Results: The initial evaluation confirmed excess of plasma metanephrines (MN) (736.11±886.51 pg/ml), normetanephrines (NMN) (2423.26±1907.6 pg/ml) and CGA (790.44±697.85 ng/ml). Immunostaining for CGA was moderate / intense positive in 30/35 cases, in 3 cases the plasma CGA values being in normal range. Better pathology markers were NSE and SYN, while S100 protein was nonspecificaly high even in oligosymptomatic tumors. Olygosymptomatic patients were with similar plasma values as compared with pheochromocytoma with frequent crises, but SYN and NSE staining was weaker. Ki67 index, around 2–4%, was not related to plasma or pathology data.
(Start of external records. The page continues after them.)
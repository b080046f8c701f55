//! Completion provider request types and errors for Palaver.
//!
//! These types model the context sent to the external chat-completion
//! endpoint: role/content pairs with the system instruction prepended at
//! assembly time, and the error taxonomy for provider failures.

use serde::{Deserialize, Serialize};
use std::fmt;

use crate::chat::{ChatMessage, MessageRole};

/// Role of a message in the provider-bound context.
///
/// Unlike [`MessageRole`], this set includes `system`: the system
/// instruction exists only in assembled contexts, never in storage.
#[derive(Debug, Clone, Copy, PartialEq, Eq, Serialize, Deserialize)]
#[serde(rename_all = "lowercase")]
pub enum PromptRole {
    System,
    User,
    Assistant,
}

impl fmt::Display for PromptRole {
    fn fmt(&self, f: &mut fmt::Formatter<'_>) -> fmt::Result {
        match self {
            PromptRole::System => write!(f, "system"),
            PromptRole::User => write!(f, "user"),
            PromptRole::Assistant => write!(f, "assistant"),
        }
    }
}

impl From<MessageRole> for PromptRole {
    fn from(role: MessageRole) -> Self {
        match role {
            MessageRole::User => PromptRole::User,
            MessageRole::Assistant => PromptRole::Assistant,
        }
    }
}

/// A single role/content pair in a provider-bound context.
#[derive(Debug, Clone, PartialEq, Eq, Serialize, Deserialize)]
pub struct PromptMessage {
    pub role: PromptRole,
    pub content: String,
}

impl PromptMessage {
    /// Build a context message carrying the system instruction.
    pub fn system(content: impl Into<String>) -> Self {
        Self {
            role: PromptRole::System,
            content: content.into(),
        }
    }
}

impl From<&ChatMessage> for PromptMessage {
    fn from(message: &ChatMessage) -> Self {
        Self {
            role: message.role.into(),
            content: message.content.clone(),
        }
    }
}

/// Errors from completion provider calls.
///
/// All variants are recoverable request failures: the pipeline surfaces
/// them to the caller without retrying, and a failed completion leaves the
/// already-persisted user message in place.
#[derive(Debug, thiserror::Error)]
pub enum CompletionError {
    #[error("provider request failed: {0}")]
    Transport(String),

    #[error("provider request timed out after {0}s")]
    Timeout(u64),

    #[error("provider returned HTTP {status}: {detail}")]
    Status { status: u16, detail: String },

    #[error("malformed provider response: {0}")]
    Malformed(String),
}

#[cfg(test)]
mod tests {
    use super::*;
    use chrono::Utc;
    use uuid::Uuid;

    #[test]
    fn test_prompt_role_serde() {
        let role = PromptRole::System;
        let json = serde_json::to_string(&role).unwrap();
        assert_eq!(json, "\"system\"");
        let parsed: PromptRole = serde_json::from_str(&json).unwrap();
        assert_eq!(parsed, PromptRole::System);
    }

    #[test]
    fn test_prompt_role_from_message_role() {
        assert_eq!(PromptRole::from(MessageRole::User), PromptRole::User);
        assert_eq!(
            PromptRole::from(MessageRole::Assistant),
            PromptRole::Assistant
        );
    }

    #[test]
    fn test_prompt_message_from_chat_message() {
        let message = ChatMessage {
            id: Uuid::now_v7(),
            session_id: Uuid::now_v7(),
            role: MessageRole::Assistant,
            content: "reply text".to_string(),
            timestamp: Utc::now(),
        };
        let prompt = PromptMessage::from(&message);
        assert_eq!(prompt.role, PromptRole::Assistant);
        assert_eq!(prompt.content, "reply text");
    }

    #[test]
    fn test_prompt_message_wire_shape() {
        let prompt = PromptMessage {
            role: PromptRole::User,
            content: "hello".to_string(),
        };
        let json = serde_json::to_string(&prompt).unwrap();
        assert_eq!(json, r#"{"role":"user","content":"hello"}"#);
    }

    #[test]
    fn test_completion_error_display() {
        let err = CompletionError::Status {
            status: 503,
            detail: "overloaded".to_string(),
        };
        assert!(err.to_string().contains("503"));
        assert!(err.to_string().contains("overloaded"));

        let err = CompletionError::Timeout(60);
        assert!(err.to_string().contains("60"));
    }
}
Conclusions: From our data, there is no direct correlation between classical neuroendocrine plasma and pathology markers; still, low expression of NSE and SYN might reflect a lower metabolism rate in oligosymptomatic tumors.

Declaration of interest: The authors declare that there is no conflict of interest that could be perceived as prejudicing the impartiality of the research project.

Funding: This work was supported, however funding details unavailable.